In-vivo CAR – Speeding Up Immunotherapy

Chimeric antigen receptor T (CAR-T) immunotherapy achieved promising results in hematologic malignancies. However, one disadvantage of CAR-T treatment is cumbersome and expensive ex vivo manipulations that are time-consuming. Although allogeneic CAR-T cells partly solve this complexity, this process still requires vast manipulation and can cause graft-vs-host disease. The reprogramming of the CAR-T cells ex-vivo is mediated by a virus vector for example lentivirus (LV). The viral genome is replaced with a therapeutic gene cassette and the pathogenic traits are removed. Manipulation of the virus envelopes, also known as pseudo-virus, may gain some new characteristics to the vector. Therefore, we hypothesize that by creating a specifically targeted LV pseudotype virus toward T cells, we will be able to transduce CAR-T cells in vivo.

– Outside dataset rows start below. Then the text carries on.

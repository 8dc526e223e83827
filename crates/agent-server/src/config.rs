//! Server Configuration
//!
//! Read from the environment (a `.env` file is loaded first). Both API keys
//! are required; everything else has a default.

use std::str::FromStr;
use std::time::Duration;

use thiserror::Error;

/// Printed when startup fails on configuration
pub const REMEDIATION: &str = "Set the missing values in the environment or in a `.env` file \
next to the server, for example:\n\n    GEMINI_API_KEY=...\n    EXA_API_KEY=...\n\n\
Gemini keys come from Google AI Studio, Exa keys from the Exa dashboard.";

#[derive(Error, Debug, PartialEq)]
pub enum ConfigError {
    #[error("API key not found: {0} is not set")]
    Missing(&'static str),

    #[error("Invalid value for {key}: {value:?}")]
    Invalid { key: &'static str, value: String },
}

/// Everything the advisor needs to start
#[derive(Clone)]
pub struct AdvisorSettings {
    pub gemini_api_key: String,
    pub exa_api_key: String,
    pub gemini_base_url: Option<String>,
    pub exa_base_url: Option<String>,
    pub model: String,
    pub temperature: f32,
    pub max_iterations: usize,
    pub turn_timeout: Duration,
    /// Sessions idle this long are dropped
    pub session_ttl: Duration,
    /// Serve built-in demo prices instead of calling Yahoo Finance
    pub offline_market: bool,
    pub bind_addr: String,
}

impl std::fmt::Debug for AdvisorSettings {
    fn fmt(&self, f: &mut std::fmt::Formatter<'_>) -> std::fmt::Result {
        f.debug_struct("AdvisorSettings")
            .field("model", &self.model)
            .field("temperature", &self.temperature)
            .field("max_iterations", &self.max_iterations)
            .field("turn_timeout", &self.turn_timeout)
            .field("session_ttl", &self.session_ttl)
            .field("offline_market", &self.offline_market)
            .field("bind_addr", &self.bind_addr)
            .finish_non_exhaustive()
    }
}

impl AdvisorSettings {
    /// Load from process environment
    pub fn from_env() -> Result<Self, ConfigError> {
        Self::from_lookup(|key| std::env::var(key).ok())
    }

    /// Load through an arbitrary key lookup
    pub fn from_lookup(get: impl Fn(&str) -> Option<String>) -> Result<Self, ConfigError> {
        let value = |key: &str| get(key).map(|v| v.trim().to_string()).filter(|v| !v.is_empty());

        let gemini_api_key = value("GEMINI_API_KEY").ok_or(ConfigError::Missing("GEMINI_API_KEY"))?;
        let exa_api_key = value("EXA_API_KEY").ok_or(ConfigError::Missing("EXA_API_KEY"))?;

        let temperature: f32 = parse_or(value("ADVISOR_TEMPERATURE"), "ADVISOR_TEMPERATURE", 0.4)?;
        if !(0.0..=2.0).contains(&temperature) {
            return Err(ConfigError::Invalid {
                key: "ADVISOR_TEMPERATURE",
                value: temperature.to_string(),
            });
        }

        let max_iterations: usize =
            parse_or(value("ADVISOR_MAX_ITERATIONS"), "ADVISOR_MAX_ITERATIONS", 10)?;
        if max_iterations == 0 {
            return Err(ConfigError::Invalid {
                key: "ADVISOR_MAX_ITERATIONS",
                value: "0".into(),
            });
        }

        let timeout_secs: u64 =
            parse_or(value("ADVISOR_TURN_TIMEOUT_SECS"), "ADVISOR_TURN_TIMEOUT_SECS", 120)?;

        let ttl_secs: u64 =
            parse_or(value("ADVISOR_SESSION_TTL_SECS"), "ADVISOR_SESSION_TTL_SECS", 3600)?;
        if ttl_secs == 0 {
            return Err(ConfigError::Invalid {
                key: "ADVISOR_SESSION_TTL_SECS",
                value: "0".into(),
            });
        }

        let offline_market = value("ADVISOR_OFFLINE_MARKET")
            .is_some_and(|v| matches!(v.to_ascii_lowercase().as_str(), "1" | "true" | "yes"));

        Ok(Self {
            gemini_api_key,
            exa_api_key,
            gemini_base_url: value("GEMINI_BASE_URL"),
            exa_base_url: value("EXA_BASE_URL"),
            model: value("ADVISOR_MODEL").unwrap_or_else(|| "gemini-2.5-flash".into()),
            temperature,
            max_iterations,
            turn_timeout: Duration::from_secs(timeout_secs),
            session_ttl: Duration::from_secs(ttl_secs),
            offline_market,
            bind_addr: value("BIND_ADDR").unwrap_or_else(|| "0.0.0.0:3000".into()),
        })
    }
}

fn parse_or<T: FromStr>(raw: Option<String>, key: &'static str, default: T) -> Result<T, ConfigError> {
    match raw {
        None => Ok(default),
        Some(v) => v.parse().map_err(|_| ConfigError::Invalid { key, value: v }),
    }
}

#[cfg(test)]
mod tests {
    use super::*;
    use std::collections::HashMap;

    fn lookup(pairs: &[(&str, &str)]) -> impl Fn(&str) -> Option<String> {
        let map: HashMap<String, String> = pairs
            .iter()
            .map(|(k, v)| (k.to_string(), v.to_string()))
            .collect();
        move |key| map.get(key).cloned()
    }

    #[test]
    fn test_defaults() {
        let settings = AdvisorSettings::from_lookup(lookup(&[
            ("GEMINI_API_KEY", "g-key"),
            ("EXA_API_KEY", "e-key"),
        ]))
        .unwrap();

        assert_eq!(settings.model, "gemini-2.5-flash");
        assert_eq!(settings.temperature, 0.4);
        assert_eq!(settings.max_iterations, 10);
        assert_eq!(settings.turn_timeout, Duration::from_secs(120));
        assert_eq!(settings.session_ttl, Duration::from_secs(3600));
        assert!(!settings.offline_market);
        assert_eq!(settings.bind_addr, "0.0.0.0:3000");
        assert!(!format!("{:?}", settings).contains("g-key"));
    }

    #[test]
    fn test_missing_keys() {
        assert_eq!(
            AdvisorSettings::from_lookup(lookup(&[("EXA_API_KEY", "e")])).unwrap_err(),
            ConfigError::Missing("GEMINI_API_KEY")
        );
        assert_eq!(
            AdvisorSettings::from_lookup(lookup(&[("GEMINI_API_KEY", "g"), ("EXA_API_KEY", "  ")]))
                .unwrap_err(),
            ConfigError::Missing("EXA_API_KEY")
        );
    }

    #[test]
    fn test_overrides_and_invalid_values() {
        let settings = AdvisorSettings::from_lookup(lookup(&[
            ("GEMINI_API_KEY", "g"),
            ("EXA_API_KEY", "e"),
            ("ADVISOR_MODEL", "gemini-2.5-pro"),
            ("ADVISOR_OFFLINE_MARKET", "TRUE"),
            ("ADVISOR_TURN_TIMEOUT_SECS", "30"),
            ("ADVISOR_SESSION_TTL_SECS", "600"),
        ]))
        .unwrap();
        assert_eq!(settings.model, "gemini-2.5-pro");
        assert!(settings.offline_market);
        assert_eq!(settings.turn_timeout, Duration::from_secs(30));
        assert_eq!(settings.session_ttl, Duration::from_secs(600));

        let err = AdvisorSettings::from_lookup(lookup(&[
            ("GEMINI_API_KEY", "g"),
            ("EXA_API_KEY", "e"),
            ("ADVISOR_MAX_ITERATIONS", "many"),
        ]))
        .unwrap_err();
        assert!(matches!(err, ConfigError::Invalid { key: "ADVISOR_MAX_ITERATIONS", .. }));

        let err = AdvisorSettings::from_lookup(lookup(&[
            ("GEMINI_API_KEY", "g"),
            ("EXA_API_KEY", "e"),
            ("ADVISOR_SESSION_TTL_SECS", "0"),
        ]))
        .unwrap_err();
        assert!(matches!(err, ConfigError::Invalid { key: "ADVISOR_SESSION_TTL_SECS", .. }));
    }
}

Research design starts with defining an LV pseudotype that specifically targets human T cells via specific T cell antigens. The examination of different lenti pseudo-virus constructs were carried out by delivering a GFP reporter gene into human T cells. The GFP expression was measured by flow cytometry. Then, we used the successful pseudotypes to create CAR-T by specific pseudoviruses and investigated the CAR-T cytotoxicity, in vitro by using ovarian cancer cell lines as the tumor model. Next, we will investigate the transduction efficiency and cytotoxicity of the pseudovirus in vivo. We expect that our method will provide an "off-the-shelf" product that significantly improves CAR-T availability to all patients around the world. In addition, using this method will allow a combination of several CAR-T treatments against various antigens.